Perkembangan Ekspor di Indonesia
Setiap negara tak pernah terlepas
dari kegiatan ekspor dan impor. Kegiatan ekspor impor didasari oleh kondisi
bahwa setiap negara memiliki karakteristik sumber daya masing-masing dan
tentunya karakteristik tersebut berbeda antara satu negara dengan negara
lainnya. Untuk melengkapi dan mengisi perbedaan karakteristik tersebutlah,
kegiatan ekspor impor dilakukan. Penting pula untuk diketahui, secara tidak langsung,
kegiatan ekspor dan impor mempunyai andil yang cukup penting dalam memacu
pertumbuhan ekonomi setiap negara. Berdasarkan data yang diambil dari
Kementrian Perdagangan Republik Indonesia, ekspor impor juga termasuk dalam
indikator ekonomi Indonesia. Indonesia adalah negara yang kaya akan sumber
daya. Akan tetapi, apakah hal tersebut mampu menutup kemungkinan nilai impor
Indonesia lebih mendominasi dibandingkan nilai ekspornya?

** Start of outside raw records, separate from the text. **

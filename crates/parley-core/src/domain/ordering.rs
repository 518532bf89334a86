//! Ordered message sequence keyed by the server-assigned `order`.
//!
//! The sequence is always sorted ascending by `order`. Within one `order`
//! there is at most one entry per [`MessageSource`]; a second delivery for the
//! same slot replaces the first in place. Message ids are unique.

use parley_protocol::{MessageId, Order};

use crate::domain::message::{ChatMessage, MessageSource};

#[derive(Debug, Clone, Copy, PartialEq, Eq)]
pub enum InsertOutcome {
    Inserted(usize),
    Replaced(usize),
}

impl InsertOutcome {
    pub fn position(self) -> usize {
        match self {
            InsertOutcome::Inserted(pos) | InsertOutcome::Replaced(pos) => pos,
        }
    }
}

/// Insert or upsert `message`, keeping `messages` sorted.
///
/// Debug builds assert that the sequence is still sorted afterwards.
pub fn insert(messages: &mut Vec<ChatMessage>, message: ChatMessage) -> InsertOutcome {
    // A copy of this id somewhere else (e.g. a locally synthesized entry now
    // confirmed at the server's order) is superseded by this delivery.
    if let Some(existing) = position_of(messages, &message.id) {
        let current = &messages[existing];
        if current.order != message.order || current.source != message.source {
            tracing::debug!(
                target: "parley.ordering",
                "Moving message {} from order {} to {}",
                message.id,
                current.order,
                message.order
            );
            messages.remove(existing);
        }
    }

    let idx = messages.partition_point(|m| m.order <= message.order);

    let outcome = match find_in_run(messages, idx, message.order, message.source) {
        Some(slot) => {
            messages[slot] = message;
            InsertOutcome::Replaced(slot)
        }
        None => {
            messages.insert(idx, message);
            InsertOutcome::Inserted(idx)
        }
    };

    debug_assert!(is_sorted(messages), "message order invariant violated");
    outcome
}

/// Entries sharing `order` sit immediately left of `end`; walk that run.
fn find_in_run(
    messages: &[ChatMessage],
    end: usize,
    order: Order,
    source: MessageSource,
) -> Option<usize> {
    let mut cursor = end;
    while cursor > 0 {
        let candidate = &messages[cursor - 1];
        if candidate.order != order {
            return None;
        }
        if candidate.source == source {
            return Some(cursor - 1);
        }
        cursor -= 1;
    }
    None
}

/// Position of the entry occupying `(order, source)`, found by binary search.
pub fn find_slot(messages: &[ChatMessage], order: Order, source: MessageSource) -> Option<usize> {
    let end = messages.partition_point(|m| m.order <= order);
    find_in_run(messages, end, order, source)
}

pub fn position_of(messages: &[ChatMessage], id: &MessageId) -> Option<usize> {
    messages.iter().position(|m| &m.id == id)
}

pub fn contains(messages: &[ChatMessage], id: &MessageId) -> bool {
    position_of(messages, id).is_some()
}

pub fn remove(messages: &mut Vec<ChatMessage>, id: &MessageId) -> Option<ChatMessage> {
    let pos = position_of(messages, id)?;
    Some(messages.remove(pos))
}

/// The order one past the current tail, used for locally appended entries.
pub fn next_order(messages: &[ChatMessage]) -> Order {
    messages.last().map_or(Order(1), |m| m.order.next())
}

pub fn is_sorted(messages: &[ChatMessage]) -> bool {
    messages.windows(2).all(|pair| pair[0].order <= pair[1].order)
}

/// Build a sorted sequence from an arbitrary batch, applying the same upsert
/// rules as live insertion.
pub fn from_unsorted(batch: impl IntoIterator<Item = ChatMessage>) -> Vec<ChatMessage> {
    let mut messages = Vec::new();
    for message in batch {
        insert(&mut messages, message);
    }
    messages
}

Menurut KBBI, pengertian ekspor
adalah pengiriman barang dagangan ke luar negeri. Barang dagangan yang dimaksud
bisa berupa barang secara fisik ataupun jasa. Ekspor merupakan salah satu tolak
ukur penting untuk mengetahui seberapa besar pertumbuhan ekonomi di suatu
negara. Dari kegiatan ekspor ini maka dapat terjamin kegiatan bisnis di sektor
riil semakin terjaga. Produksi barang tidak hanya berputar di dalam negeri saja
akan tetapi juga berputar di perdagangan Internasional. Oleh sebab itulah,
dalam jangka panjang kegiatan ekspor dapat menjadi pahlawan devisa bagi
pertumbuhan ekonomi negara.
Namun, menurut data yang didapat,
perkembangan ekspor Indonesia mulai tahun 2011-2015 tidak mengalami peningkatan
malah sebaliknya. Berdasarkan grafik di bawah ini, dalam kurun waktu 2011-2015,
nilai ekspor Indonesia terus mengalami penurunan setiap tahunnya dari
203.496,60 juta US$ menjadi 150.252,50 juta US$ pada tahun 2015 yang lalu.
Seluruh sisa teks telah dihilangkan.